Given data START

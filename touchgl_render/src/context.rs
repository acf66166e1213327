// Copyright 2026 the touchgl Authors
// SPDX-License-Identifier: Apache-2.0 OR MIT

//! The graphics calls the render host issues.

use core::ops::BitOr;

use crate::error::ErrorCode;
use crate::resource::{FramebufferId, MeshHandle, ShaderHandle};

/// A server-side capability toggled with `glEnable`/`glDisable`.
#[derive(Clone, Copy, Debug, PartialEq, Eq, Hash)]
pub enum Capability {
    /// `GL_BLEND`.
    Blend,
    /// `GL_DEPTH_TEST`.
    DepthTest,
}

/// Source or destination factor for blending.
#[derive(Clone, Copy, Debug, PartialEq, Eq, Hash)]
pub enum BlendFactor {
    /// `GL_ZERO`.
    Zero,
    /// `GL_ONE`.
    One,
    /// `GL_SRC_COLOR`.
    SrcColor,
    /// `GL_ONE_MINUS_SRC_COLOR`.
    OneMinusSrcColor,
    /// `GL_DST_COLOR`.
    DstColor,
    /// `GL_ONE_MINUS_DST_COLOR`.
    OneMinusDstColor,
    /// `GL_SRC_ALPHA`.
    SrcAlpha,
    /// `GL_ONE_MINUS_SRC_ALPHA`.
    OneMinusSrcAlpha,
    /// `GL_DST_ALPHA`.
    DstAlpha,
    /// `GL_ONE_MINUS_DST_ALPHA`.
    OneMinusDstAlpha,
}

/// Buffers cleared by [`GraphicsContext::clear`].
#[derive(Clone, Copy, PartialEq, Eq, Hash)]
pub struct ClearMask(u8);

impl ClearMask {
    /// The color buffer.
    pub const COLOR: Self = Self(0b01);
    /// The depth buffer.
    pub const DEPTH: Self = Self(0b10);

    /// Returns `true` if every buffer in `other` is also in `self`.
    #[inline]
    #[must_use]
    pub const fn contains(self, other: Self) -> bool {
        self.0 & other.0 == other.0
    }
}

impl BitOr for ClearMask {
    type Output = Self;

    #[inline]
    fn bitor(self, rhs: Self) -> Self {
        Self(self.0 | rhs.0)
    }
}

impl core::fmt::Debug for ClearMask {
    fn fmt(&self, f: &mut core::fmt::Formatter<'_>) -> core::fmt::Result {
        let mut set = f.debug_set();
        if self.contains(Self::COLOR) {
            set.entry(&"COLOR");
        }
        if self.contains(Self::DEPTH) {
            set.entry(&"DEPTH");
        }
        set.finish()
    }
}

/// Linear RGBA clear color, each channel in `0.0..=1.0`.
#[derive(Clone, Copy, Debug, PartialEq)]
pub struct Color {
    /// Red.
    pub r: f32,
    /// Green.
    pub g: f32,
    /// Blue.
    pub b: f32,
    /// Alpha.
    pub a: f32,
}

impl Color {
    /// Opaque black, the per-frame clear color.
    pub const BLACK: Self = Self::new(0.0, 0.0, 0.0, 1.0);

    /// Creates a color.
    #[inline]
    #[must_use]
    pub const fn new(r: f32, g: f32, b: f32, a: f32) -> Self {
        Self { r, g, b, a }
    }
}

/// The OpenGL ES 3.0 subset the render host drives.
///
/// Implementations forward each method to the matching GL call on the
/// current context. None of the methods report failure directly: as in GL,
/// errors are latched and read back with [`get_error`](Self::get_error),
/// which the host does after every call.
pub trait GraphicsContext {
    /// `glEnable`.
    fn enable(&mut self, capability: Capability);

    /// `glDisable`.
    fn disable(&mut self, capability: Capability);

    /// `glBlendFuncSeparate`.
    fn blend_func_separate(
        &mut self,
        src_rgb: BlendFactor,
        dst_rgb: BlendFactor,
        src_alpha: BlendFactor,
        dst_alpha: BlendFactor,
    );

    /// `glClearColor`.
    fn clear_color(&mut self, color: Color);

    /// `glDepthMask`.
    fn depth_mask(&mut self, write: bool);

    /// `glClear`.
    fn clear(&mut self, mask: ClearMask);

    /// `glBindFramebuffer(GL_FRAMEBUFFER, id)`.
    fn bind_framebuffer(&mut self, id: FramebufferId);

    /// `glViewport`.
    fn viewport(&mut self, x: i32, y: i32, width: u32, height: u32);

    /// `glUseProgram`.
    fn use_program(&mut self, program: ShaderHandle);

    /// Binds the mesh's vertex array and issues its draw call.
    fn draw_mesh(&mut self, mesh: MeshHandle);

    /// `glGetError`. Returns `None` for `GL_NO_ERROR`.
    fn get_error(&mut self) -> Option<ErrorCode>;
}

Given data END

Reprint exactly the lines above that start at the one with "self.0 & other.0 == other.0" and end at the one with "fn fmt(&self, f: &mut", keeping both and adding none.

        self.0 & other.0 == other.0
    }
}

impl BitOr for ClearMask {
    type Output = Self;

    #[inline]
    fn bitor(self, rhs: Self) -> Self {
        Self(self.0 | rhs.0)
    }
}

impl core::fmt::Debug for ClearMask {
    fn fmt(&self, f: &mut core::fmt::Formatter<'_>) -> core::fmt::Result {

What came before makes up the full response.